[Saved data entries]
◇ ◇ ◇ ◇ ◇ ◇ ◇
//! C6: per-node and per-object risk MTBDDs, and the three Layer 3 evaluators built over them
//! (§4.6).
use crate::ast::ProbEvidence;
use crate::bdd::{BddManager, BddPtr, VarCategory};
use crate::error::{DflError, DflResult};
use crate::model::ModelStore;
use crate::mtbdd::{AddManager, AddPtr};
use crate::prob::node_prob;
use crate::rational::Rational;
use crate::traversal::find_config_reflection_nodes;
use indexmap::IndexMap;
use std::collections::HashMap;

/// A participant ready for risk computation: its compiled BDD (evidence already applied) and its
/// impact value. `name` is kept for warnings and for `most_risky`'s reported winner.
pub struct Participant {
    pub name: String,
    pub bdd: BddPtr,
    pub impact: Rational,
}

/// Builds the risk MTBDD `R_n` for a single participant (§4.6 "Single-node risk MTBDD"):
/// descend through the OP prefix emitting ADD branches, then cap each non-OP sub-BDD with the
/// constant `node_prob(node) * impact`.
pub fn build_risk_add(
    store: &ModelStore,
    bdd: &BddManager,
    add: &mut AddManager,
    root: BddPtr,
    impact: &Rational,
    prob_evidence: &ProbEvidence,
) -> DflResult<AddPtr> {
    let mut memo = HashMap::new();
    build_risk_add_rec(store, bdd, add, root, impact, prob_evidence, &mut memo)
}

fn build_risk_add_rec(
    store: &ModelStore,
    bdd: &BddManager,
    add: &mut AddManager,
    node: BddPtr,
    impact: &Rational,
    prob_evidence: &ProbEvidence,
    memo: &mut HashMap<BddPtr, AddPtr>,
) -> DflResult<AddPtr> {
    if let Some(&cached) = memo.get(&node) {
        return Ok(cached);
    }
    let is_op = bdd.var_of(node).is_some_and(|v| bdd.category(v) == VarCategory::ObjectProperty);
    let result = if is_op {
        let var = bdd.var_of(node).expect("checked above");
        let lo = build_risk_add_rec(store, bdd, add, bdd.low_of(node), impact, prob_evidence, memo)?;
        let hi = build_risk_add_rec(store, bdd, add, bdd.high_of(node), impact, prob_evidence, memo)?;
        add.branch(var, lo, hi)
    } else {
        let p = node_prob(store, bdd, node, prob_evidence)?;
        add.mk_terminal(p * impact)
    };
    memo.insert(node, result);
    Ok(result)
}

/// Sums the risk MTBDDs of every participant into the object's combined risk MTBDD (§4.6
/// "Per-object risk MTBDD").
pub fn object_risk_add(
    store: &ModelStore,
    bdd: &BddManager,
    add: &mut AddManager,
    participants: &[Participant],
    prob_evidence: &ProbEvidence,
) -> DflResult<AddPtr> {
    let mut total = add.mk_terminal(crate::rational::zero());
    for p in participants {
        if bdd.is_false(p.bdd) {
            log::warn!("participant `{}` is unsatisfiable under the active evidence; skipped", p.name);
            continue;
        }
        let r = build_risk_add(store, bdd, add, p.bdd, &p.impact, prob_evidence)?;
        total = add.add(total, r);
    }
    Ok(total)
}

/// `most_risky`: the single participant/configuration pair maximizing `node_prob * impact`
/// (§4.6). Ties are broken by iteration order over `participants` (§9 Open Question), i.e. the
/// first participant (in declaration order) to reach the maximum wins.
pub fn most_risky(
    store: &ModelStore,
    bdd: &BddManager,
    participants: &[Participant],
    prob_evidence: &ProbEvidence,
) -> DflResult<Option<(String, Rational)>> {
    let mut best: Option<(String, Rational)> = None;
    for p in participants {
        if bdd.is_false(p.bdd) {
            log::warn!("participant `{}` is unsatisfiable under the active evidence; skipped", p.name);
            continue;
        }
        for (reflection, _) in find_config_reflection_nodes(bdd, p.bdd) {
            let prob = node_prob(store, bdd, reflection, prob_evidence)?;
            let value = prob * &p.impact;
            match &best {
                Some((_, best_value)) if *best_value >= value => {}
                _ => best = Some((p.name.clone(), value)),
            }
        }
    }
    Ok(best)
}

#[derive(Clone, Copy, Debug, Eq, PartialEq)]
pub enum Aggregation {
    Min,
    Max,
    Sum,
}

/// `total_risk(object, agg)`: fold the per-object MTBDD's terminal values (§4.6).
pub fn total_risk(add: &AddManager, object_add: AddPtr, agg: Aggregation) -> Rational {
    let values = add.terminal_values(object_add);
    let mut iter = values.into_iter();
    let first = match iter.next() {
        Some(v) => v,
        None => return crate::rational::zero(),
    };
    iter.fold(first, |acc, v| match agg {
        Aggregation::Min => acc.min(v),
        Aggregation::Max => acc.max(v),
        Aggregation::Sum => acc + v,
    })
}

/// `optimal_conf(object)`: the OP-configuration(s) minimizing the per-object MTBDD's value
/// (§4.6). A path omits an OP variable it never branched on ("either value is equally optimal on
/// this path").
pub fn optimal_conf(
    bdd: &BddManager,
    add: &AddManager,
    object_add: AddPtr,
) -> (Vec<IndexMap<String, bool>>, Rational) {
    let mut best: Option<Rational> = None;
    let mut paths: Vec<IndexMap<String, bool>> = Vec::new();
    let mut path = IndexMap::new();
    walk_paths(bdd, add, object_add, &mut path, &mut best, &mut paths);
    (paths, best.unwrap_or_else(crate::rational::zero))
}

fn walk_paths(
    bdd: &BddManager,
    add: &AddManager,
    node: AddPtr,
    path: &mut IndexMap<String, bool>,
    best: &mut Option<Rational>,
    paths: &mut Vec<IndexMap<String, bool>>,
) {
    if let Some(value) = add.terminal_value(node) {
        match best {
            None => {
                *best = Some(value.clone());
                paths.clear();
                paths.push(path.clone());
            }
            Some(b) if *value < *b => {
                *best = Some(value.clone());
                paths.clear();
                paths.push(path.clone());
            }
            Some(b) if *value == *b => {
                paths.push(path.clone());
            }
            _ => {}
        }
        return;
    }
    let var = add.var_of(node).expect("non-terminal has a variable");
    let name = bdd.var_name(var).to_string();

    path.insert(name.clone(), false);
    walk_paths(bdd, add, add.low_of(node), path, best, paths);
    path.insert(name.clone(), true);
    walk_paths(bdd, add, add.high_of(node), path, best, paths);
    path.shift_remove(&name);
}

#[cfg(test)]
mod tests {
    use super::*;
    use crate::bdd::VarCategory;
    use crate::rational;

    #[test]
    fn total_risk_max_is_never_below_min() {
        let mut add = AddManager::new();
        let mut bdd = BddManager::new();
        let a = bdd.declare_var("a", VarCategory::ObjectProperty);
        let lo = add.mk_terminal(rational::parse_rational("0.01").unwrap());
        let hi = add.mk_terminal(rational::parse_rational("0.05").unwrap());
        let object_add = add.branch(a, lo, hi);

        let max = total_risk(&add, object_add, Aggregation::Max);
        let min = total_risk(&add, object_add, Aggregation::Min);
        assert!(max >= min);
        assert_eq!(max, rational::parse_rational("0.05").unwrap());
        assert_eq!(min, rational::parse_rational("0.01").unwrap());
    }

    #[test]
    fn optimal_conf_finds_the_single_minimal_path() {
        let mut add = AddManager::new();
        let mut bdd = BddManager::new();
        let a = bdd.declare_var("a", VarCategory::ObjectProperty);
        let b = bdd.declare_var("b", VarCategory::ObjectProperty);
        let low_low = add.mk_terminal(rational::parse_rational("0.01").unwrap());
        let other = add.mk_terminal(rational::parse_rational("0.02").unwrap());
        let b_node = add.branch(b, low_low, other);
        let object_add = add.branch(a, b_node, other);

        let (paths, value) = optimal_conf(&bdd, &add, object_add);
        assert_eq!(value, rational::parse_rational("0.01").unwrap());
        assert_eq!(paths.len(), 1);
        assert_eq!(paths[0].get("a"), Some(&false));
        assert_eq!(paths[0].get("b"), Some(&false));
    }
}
◇ ◇ ◇ ◇ ◇ ◇ ◇
> _Problem requirements_
Copy the records above exactly as they appear.

> _Your solution_
//! C6: per-node and per-object risk MTBDDs, and the three Layer 3 evaluators built over them
//! (§4.6).
use crate::ast::ProbEvidence;
use crate::bdd::{BddManager, BddPtr, VarCategory};
use crate::error::{DflError, DflResult};
use crate::model::ModelStore;
use crate::mtbdd::{AddManager, AddPtr};
use crate::prob::node_prob;
use crate::rational::Rational;
use crate::traversal::find_config_reflection_nodes;
use indexmap::IndexMap;
use std::collections::HashMap;

/// A participant ready for risk computation: its compiled BDD (evidence already applied) and its
/// impact value. `name` is kept for warnings and for `most_risky`'s reported winner.
pub struct Participant {
    pub name: String,
    pub bdd: BddPtr,
    pub impact: Rational,
}

/// Builds the risk MTBDD `R_n` for a single participant (§4.6 "Single-node risk MTBDD"):
/// descend through the OP prefix emitting ADD branches, then cap each non-OP sub-BDD with the
/// constant `node_prob(node) * impact`.
pub fn build_risk_add(
    store: &ModelStore,
    bdd: &BddManager,
    add: &mut AddManager,
    root: BddPtr,
    impact: &Rational,
    prob_evidence: &ProbEvidence,
) -> DflResult<AddPtr> {
    let mut memo = HashMap::new();
    build_risk_add_rec(store, bdd, add, root, impact, prob_evidence, &mut memo)
}

fn build_risk_add_rec(
    store: &ModelStore,
    bdd: &BddManager,
    add: &mut AddManager,
    node: BddPtr,
    impact: &Rational,
    prob_evidence: &ProbEvidence,
    memo: &mut HashMap<BddPtr, AddPtr>,
) -> DflResult<AddPtr> {
    if let Some(&cached) = memo.get(&node) {
        return Ok(cached);
    }
    let is_op = bdd.var_of(node).is_some_and(|v| bdd.category(v) == VarCategory::ObjectProperty);
    let result = if is_op {
        let var = bdd.var_of(node).expect("checked above");
        let lo = build_risk_add_rec(store, bdd, add, bdd.low_of(node), impact, prob_evidence, memo)?;
        let hi = build_risk_add_rec(store, bdd, add, bdd.high_of(node), impact, prob_evidence, memo)?;
        add.branch(var, lo, hi)
    } else {
        let p = node_prob(store, bdd, node, prob_evidence)?;
        add.mk_terminal(p * impact)
    };
    memo.insert(node, result);
    Ok(result)
}

/// Sums the risk MTBDDs of every participant into the object's combined risk MTBDD (§4.6
/// "Per-object risk MTBDD").
pub fn object_risk_add(
    store: &ModelStore,
    bdd: &BddManager,
    add: &mut AddManager,
    participants: &[Participant],
    prob_evidence: &ProbEvidence,
) -> DflResult<AddPtr> {
    let mut total = add.mk_terminal(crate::rational::zero());
    for p in participants {
        if bdd.is_false(p.bdd) {
            log::warn!("participant `{}` is unsatisfiable under the active evidence; skipped", p.name);
            continue;
        }
        let r = build_risk_add(store, bdd, add, p.bdd, &p.impact, prob_evidence)?;
        total = add.add(total, r);
    }
    Ok(total)
}

/// `most_risky`: the single participant/configuration pair maximizing `node_prob * impact`
/// (§4.6). Ties are broken by iteration order over `participants` (§9 Open Question), i.e. the
/// first participant (in declaration order) to reach the maximum wins.
pub fn most_risky(
    store: &ModelStore,
    bdd: &BddManager,
    participants: &[Participant],
    prob_evidence: &ProbEvidence,
) -> DflResult<Option<(String, Rational)>> {
    let mut best: Option<(String, Rational)> = None;
    for p in participants {
        if bdd.is_false(p.bdd) {
            log::warn!("participant `{}` is unsatisfiable under the active evidence; skipped", p.name);
            continue;
        }
        for (reflection, _) in find_config_reflection_nodes(bdd, p.bdd) {
            let prob = node_prob(store, bdd, reflection, prob_evidence)?;
            let value = prob * &p.impact;
            match &best {
                Some((_, best_value)) if *best_value >= value => {}
                _ => best = Some((p.name.clone(), value)),
            }
        }
    }
    Ok(best)
}

#[derive(Clone, Copy, Debug, Eq, PartialEq)]
pub enum Aggregation {
    Min,
    Max,
    Sum,
}

/// `total_risk(object, agg)`: fold the per-object MTBDD's terminal values (§4.6).
pub fn total_risk(add: &AddManager, object_add: AddPtr, agg: Aggregation) -> Rational {
    let values = add.terminal_values(object_add);
    let mut iter = values.into_iter();
    let first = match iter.next() {
        Some(v) => v,
        None => return crate::rational::zero(),
    };
    iter.fold(first, |acc, v| match agg {
        Aggregation::Min => acc.min(v),
        Aggregation::Max => acc.max(v),
        Aggregation::Sum => acc + v,
    })
}

/// `optimal_conf(object)`: the OP-configuration(s) minimizing the per-object MTBDD's value
/// (§4.6). A path omits an OP variable it never branched on ("either value is equally optimal on
/// this path").
pub fn optimal_conf(
    bdd: &BddManager,
    add: &AddManager,
    object_add: AddPtr,
) -> (Vec<IndexMap<String, bool>>, Rational) {
    let mut best: Option<Rational> = None;
    let mut paths: Vec<IndexMap<String, bool>> = Vec::new();
    let mut path = IndexMap::new();
    walk_paths(bdd, add, object_add, &mut path, &mut best, &mut paths);
    (paths, best.unwrap_or_else(crate::rational::zero))
}

fn walk_paths(
    bdd: &BddManager,
    add: &AddManager,
    node: AddPtr,
    path: &mut IndexMap<String, bool>,
    best: &mut Option<Rational>,
    paths: &mut Vec<IndexMap<String, bool>>,
) {
    if let Some(value) = add.terminal_value(node) {
        match best {
            None => {
                *best = Some(value.clone());
                paths.clear();
                paths.push(path.clone());
            }
            Some(b) if *value < *b => {
                *best = Some(value.clone());
                paths.clear();
                paths.push(path.clone());
            }
            Some(b) if *value == *b => {
                paths.push(path.clone());
            }
            _ => {}
        }
        return;
    }
    let var = add.var_of(node).expect("non-terminal has a variable");
    let name = bdd.var_name(var).to_string();

    path.insert(name.clone(), false);
    walk_paths(bdd, add, add.low_of(node), path, best, paths);
    path.insert(name.clone(), true);
    walk_paths(bdd, add, add.high_of(node), path, best, paths);
    path.shift_remove(&name);
}

#[cfg(test)]
mod tests {
    use super::*;
    use crate::bdd::VarCategory;
    use crate::rational;

    #[test]
    fn total_risk_max_is_never_below_min() {
        let mut add = AddManager::new();
        let mut bdd = BddManager::new();
        let a = bdd.declare_var("a", VarCategory::ObjectProperty);
        let lo = add.mk_terminal(rational::parse_rational("0.01").unwrap());
        let hi = add.mk_terminal(rational::parse_rational("0.05").unwrap());
        let object_add = add.branch(a, lo, hi);

        let max = total_risk(&add, object_add, Aggregation::Max);
        let min = total_risk(&add, object_add, Aggregation::Min);
        assert!(max >= min);
        assert_eq!(max, rational::parse_rational("0.05").unwrap());
        assert_eq!(min, rational::parse_rational("0.01").unwrap());
    }

    #[test]
    fn optimal_conf_finds_the_single_minimal_path() {
        let mut add = AddManager::new();
        let mut bdd = BddManager::new();
        let a = bdd.declare_var("a", VarCategory::ObjectProperty);
        let b = bdd.declare_var("b", VarCategory::ObjectProperty);
        let low_low = add.mk_terminal(rational::parse_rational("0.01").unwrap());
        let other = add.mk_terminal(rational::parse_rational("0.02").unwrap());
        let b_node = add.branch(b, low_low, other);
        let object_add = add.branch(a, b_node, other);

        let (paths, value) = optimal_conf(&bdd, &add, object_add);
        assert_eq!(value, rational::parse_rational("0.01").unwrap());
        assert_eq!(paths.len(), 1);
        assert_eq!(paths[0].get("a"), Some(&false));
        assert_eq!(paths[0].get("b"), Some(&false));
    }
}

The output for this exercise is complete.